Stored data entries
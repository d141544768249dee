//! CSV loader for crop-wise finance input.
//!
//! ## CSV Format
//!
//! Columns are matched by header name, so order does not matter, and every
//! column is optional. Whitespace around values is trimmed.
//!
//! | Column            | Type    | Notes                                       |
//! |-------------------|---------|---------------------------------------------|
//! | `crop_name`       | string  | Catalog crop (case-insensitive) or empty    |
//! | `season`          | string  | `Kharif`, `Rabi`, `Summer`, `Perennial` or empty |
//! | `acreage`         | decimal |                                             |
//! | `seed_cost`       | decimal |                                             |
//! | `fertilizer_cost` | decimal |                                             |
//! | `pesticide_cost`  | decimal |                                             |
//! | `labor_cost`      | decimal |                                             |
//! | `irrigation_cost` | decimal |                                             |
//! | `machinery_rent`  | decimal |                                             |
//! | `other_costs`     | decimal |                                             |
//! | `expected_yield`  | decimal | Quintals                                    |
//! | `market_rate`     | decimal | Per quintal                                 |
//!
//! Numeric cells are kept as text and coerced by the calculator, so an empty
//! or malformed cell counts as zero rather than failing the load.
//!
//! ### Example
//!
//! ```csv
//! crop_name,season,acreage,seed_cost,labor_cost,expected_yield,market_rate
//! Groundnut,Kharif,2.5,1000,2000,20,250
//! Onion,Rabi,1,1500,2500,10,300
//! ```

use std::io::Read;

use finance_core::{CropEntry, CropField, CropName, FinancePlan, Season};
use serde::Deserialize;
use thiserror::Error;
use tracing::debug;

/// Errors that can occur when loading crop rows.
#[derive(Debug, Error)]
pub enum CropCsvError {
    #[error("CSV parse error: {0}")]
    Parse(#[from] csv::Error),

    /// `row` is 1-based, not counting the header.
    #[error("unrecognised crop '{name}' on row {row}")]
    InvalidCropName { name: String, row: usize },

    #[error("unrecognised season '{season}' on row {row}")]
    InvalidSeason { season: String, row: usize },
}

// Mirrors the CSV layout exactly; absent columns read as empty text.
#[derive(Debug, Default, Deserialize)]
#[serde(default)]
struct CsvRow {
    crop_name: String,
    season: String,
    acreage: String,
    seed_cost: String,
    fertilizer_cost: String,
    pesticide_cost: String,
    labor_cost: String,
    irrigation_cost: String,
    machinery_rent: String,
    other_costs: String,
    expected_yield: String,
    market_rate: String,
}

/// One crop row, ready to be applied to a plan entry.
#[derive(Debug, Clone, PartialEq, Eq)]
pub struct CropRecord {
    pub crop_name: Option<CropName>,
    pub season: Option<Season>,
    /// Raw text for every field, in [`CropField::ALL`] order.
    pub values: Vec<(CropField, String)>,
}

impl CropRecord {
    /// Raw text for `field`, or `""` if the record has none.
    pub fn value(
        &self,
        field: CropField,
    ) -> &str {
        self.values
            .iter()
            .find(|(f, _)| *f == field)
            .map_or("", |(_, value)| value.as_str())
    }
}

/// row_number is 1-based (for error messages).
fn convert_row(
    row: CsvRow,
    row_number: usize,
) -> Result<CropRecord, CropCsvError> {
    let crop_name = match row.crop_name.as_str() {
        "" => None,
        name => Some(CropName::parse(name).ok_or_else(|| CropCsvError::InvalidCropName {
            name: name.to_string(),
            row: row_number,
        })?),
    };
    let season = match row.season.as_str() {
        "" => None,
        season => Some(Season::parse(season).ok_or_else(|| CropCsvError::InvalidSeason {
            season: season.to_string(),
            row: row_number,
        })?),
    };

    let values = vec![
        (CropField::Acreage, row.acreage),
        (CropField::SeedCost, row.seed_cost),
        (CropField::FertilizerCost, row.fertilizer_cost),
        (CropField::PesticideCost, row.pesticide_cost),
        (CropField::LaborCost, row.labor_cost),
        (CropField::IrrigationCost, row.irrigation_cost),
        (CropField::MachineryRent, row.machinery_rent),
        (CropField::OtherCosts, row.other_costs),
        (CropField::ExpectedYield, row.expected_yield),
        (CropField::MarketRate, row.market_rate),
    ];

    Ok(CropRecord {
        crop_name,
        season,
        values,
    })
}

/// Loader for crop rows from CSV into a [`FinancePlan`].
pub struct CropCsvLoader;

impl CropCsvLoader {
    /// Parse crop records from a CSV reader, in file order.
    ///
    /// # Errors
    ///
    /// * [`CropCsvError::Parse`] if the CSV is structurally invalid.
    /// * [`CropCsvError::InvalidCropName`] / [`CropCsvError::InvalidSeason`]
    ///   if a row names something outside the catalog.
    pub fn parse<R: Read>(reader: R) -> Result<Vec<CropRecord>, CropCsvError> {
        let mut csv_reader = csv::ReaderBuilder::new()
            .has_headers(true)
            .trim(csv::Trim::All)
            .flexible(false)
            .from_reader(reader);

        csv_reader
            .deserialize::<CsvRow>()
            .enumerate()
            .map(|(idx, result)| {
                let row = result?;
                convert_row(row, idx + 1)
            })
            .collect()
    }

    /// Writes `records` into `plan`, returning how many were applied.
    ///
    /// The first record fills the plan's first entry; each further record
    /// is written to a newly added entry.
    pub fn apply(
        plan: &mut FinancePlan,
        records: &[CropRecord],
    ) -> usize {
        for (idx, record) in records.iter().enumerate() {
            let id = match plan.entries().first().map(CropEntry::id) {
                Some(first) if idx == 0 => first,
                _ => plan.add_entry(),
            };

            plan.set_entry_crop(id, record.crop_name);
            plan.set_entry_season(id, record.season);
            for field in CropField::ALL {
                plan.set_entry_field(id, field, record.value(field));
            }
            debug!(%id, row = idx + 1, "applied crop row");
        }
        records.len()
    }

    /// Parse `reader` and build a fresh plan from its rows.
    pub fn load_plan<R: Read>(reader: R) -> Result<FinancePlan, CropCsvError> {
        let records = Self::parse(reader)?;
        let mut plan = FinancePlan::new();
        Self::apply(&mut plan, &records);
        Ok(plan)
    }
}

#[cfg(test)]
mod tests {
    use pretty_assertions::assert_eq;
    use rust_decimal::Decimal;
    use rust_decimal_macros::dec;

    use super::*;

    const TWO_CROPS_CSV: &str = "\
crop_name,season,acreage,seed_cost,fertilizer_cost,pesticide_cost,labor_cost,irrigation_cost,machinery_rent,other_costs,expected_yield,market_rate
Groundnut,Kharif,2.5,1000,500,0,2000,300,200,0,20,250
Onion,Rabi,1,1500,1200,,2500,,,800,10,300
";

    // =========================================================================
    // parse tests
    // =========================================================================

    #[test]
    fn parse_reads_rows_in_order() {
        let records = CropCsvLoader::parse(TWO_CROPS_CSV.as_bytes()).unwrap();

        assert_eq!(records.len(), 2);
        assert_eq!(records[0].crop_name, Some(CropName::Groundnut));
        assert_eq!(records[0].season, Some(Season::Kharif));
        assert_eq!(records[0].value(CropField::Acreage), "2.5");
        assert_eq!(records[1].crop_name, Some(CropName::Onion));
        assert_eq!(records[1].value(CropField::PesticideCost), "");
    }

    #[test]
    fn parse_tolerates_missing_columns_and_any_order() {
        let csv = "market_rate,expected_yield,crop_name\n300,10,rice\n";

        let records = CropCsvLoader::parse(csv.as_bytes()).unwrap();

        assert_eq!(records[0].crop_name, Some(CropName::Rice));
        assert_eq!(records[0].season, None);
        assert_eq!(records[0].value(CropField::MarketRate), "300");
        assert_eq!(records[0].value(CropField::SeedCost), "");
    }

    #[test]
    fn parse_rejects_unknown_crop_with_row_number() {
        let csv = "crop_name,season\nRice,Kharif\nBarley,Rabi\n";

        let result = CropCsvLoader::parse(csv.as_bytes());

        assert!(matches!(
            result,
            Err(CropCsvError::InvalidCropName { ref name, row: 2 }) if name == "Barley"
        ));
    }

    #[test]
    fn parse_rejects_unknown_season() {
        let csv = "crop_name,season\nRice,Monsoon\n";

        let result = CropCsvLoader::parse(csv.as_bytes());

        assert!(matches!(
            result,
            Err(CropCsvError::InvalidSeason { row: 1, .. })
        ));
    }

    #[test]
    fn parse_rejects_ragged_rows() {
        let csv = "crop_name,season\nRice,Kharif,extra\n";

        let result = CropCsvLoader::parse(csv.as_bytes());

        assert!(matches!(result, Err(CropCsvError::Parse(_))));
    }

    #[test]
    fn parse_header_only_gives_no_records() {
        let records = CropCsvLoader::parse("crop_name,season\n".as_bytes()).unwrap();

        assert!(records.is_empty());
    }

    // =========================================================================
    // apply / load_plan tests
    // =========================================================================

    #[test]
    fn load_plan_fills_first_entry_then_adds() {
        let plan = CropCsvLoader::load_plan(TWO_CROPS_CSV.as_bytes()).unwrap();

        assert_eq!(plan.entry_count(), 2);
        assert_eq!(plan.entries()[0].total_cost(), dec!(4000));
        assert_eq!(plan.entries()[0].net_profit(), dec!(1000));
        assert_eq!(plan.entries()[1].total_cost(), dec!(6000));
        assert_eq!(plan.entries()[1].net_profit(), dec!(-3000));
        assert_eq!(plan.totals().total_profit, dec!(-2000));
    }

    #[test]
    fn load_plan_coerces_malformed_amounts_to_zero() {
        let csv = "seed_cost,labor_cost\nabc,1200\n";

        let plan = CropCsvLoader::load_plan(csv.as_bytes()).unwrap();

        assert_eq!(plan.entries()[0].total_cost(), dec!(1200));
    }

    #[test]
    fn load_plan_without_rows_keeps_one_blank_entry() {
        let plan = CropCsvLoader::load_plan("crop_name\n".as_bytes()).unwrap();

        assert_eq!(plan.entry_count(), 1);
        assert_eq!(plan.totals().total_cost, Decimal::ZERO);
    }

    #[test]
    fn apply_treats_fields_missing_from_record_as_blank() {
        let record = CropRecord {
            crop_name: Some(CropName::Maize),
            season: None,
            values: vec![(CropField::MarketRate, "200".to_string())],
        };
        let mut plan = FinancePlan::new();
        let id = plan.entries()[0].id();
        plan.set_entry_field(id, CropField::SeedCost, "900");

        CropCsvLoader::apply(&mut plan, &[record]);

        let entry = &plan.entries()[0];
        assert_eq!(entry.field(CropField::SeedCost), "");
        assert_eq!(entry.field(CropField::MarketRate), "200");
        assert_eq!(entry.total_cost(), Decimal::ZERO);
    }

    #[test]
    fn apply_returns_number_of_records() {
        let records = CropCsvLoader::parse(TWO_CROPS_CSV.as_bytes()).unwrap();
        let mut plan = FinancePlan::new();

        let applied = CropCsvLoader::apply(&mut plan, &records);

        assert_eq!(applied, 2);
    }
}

- **Problem requirements**
Word for word, output the lines of the data from its first line through the line where "use std::io::Read;" appears, and stop there.

- **Result**
repository d141544768249dee
//! CSV loader for crop-wise finance input.
//!
//! ## CSV Format
//!
//! Columns are matched by header name, so order does not matter, and every
//! column is optional. Whitespace around values is trimmed.
//!
//! | Column            | Type    | Notes                                       |
//! |-------------------|---------|---------------------------------------------|
//! | `crop_name`       | string  | Catalog crop (case-insensitive) or empty    |
//! | `season`          | string  | `Kharif`, `Rabi`, `Summer`, `Perennial` or empty |
//! | `acreage`         | decimal |                                             |
//! | `seed_cost`       | decimal |                                             |
//! | `fertilizer_cost` | decimal |                                             |
//! | `pesticide_cost`  | decimal |                                             |
//! | `labor_cost`      | decimal |                                             |
//! | `irrigation_cost` | decimal |                                             |
//! | `machinery_rent`  | decimal |                                             |
//! | `other_costs`     | decimal |                                             |
//! | `expected_yield`  | decimal | Quintals                                    |
//! | `market_rate`     | decimal | Per quintal                                 |
//!
//! Numeric cells are kept as text and coerced by the calculator, so an empty
//! or malformed cell counts as zero rather than failing the load.
//!
//! ### Example
//!
//! ```csv
//! crop_name,season,acreage,seed_cost,labor_cost,expected_yield,market_rate
//! Groundnut,Kharif,2.5,1000,2000,20,250
//! Onion,Rabi,1,1500,2500,10,300
//! ```

use std::io::Read;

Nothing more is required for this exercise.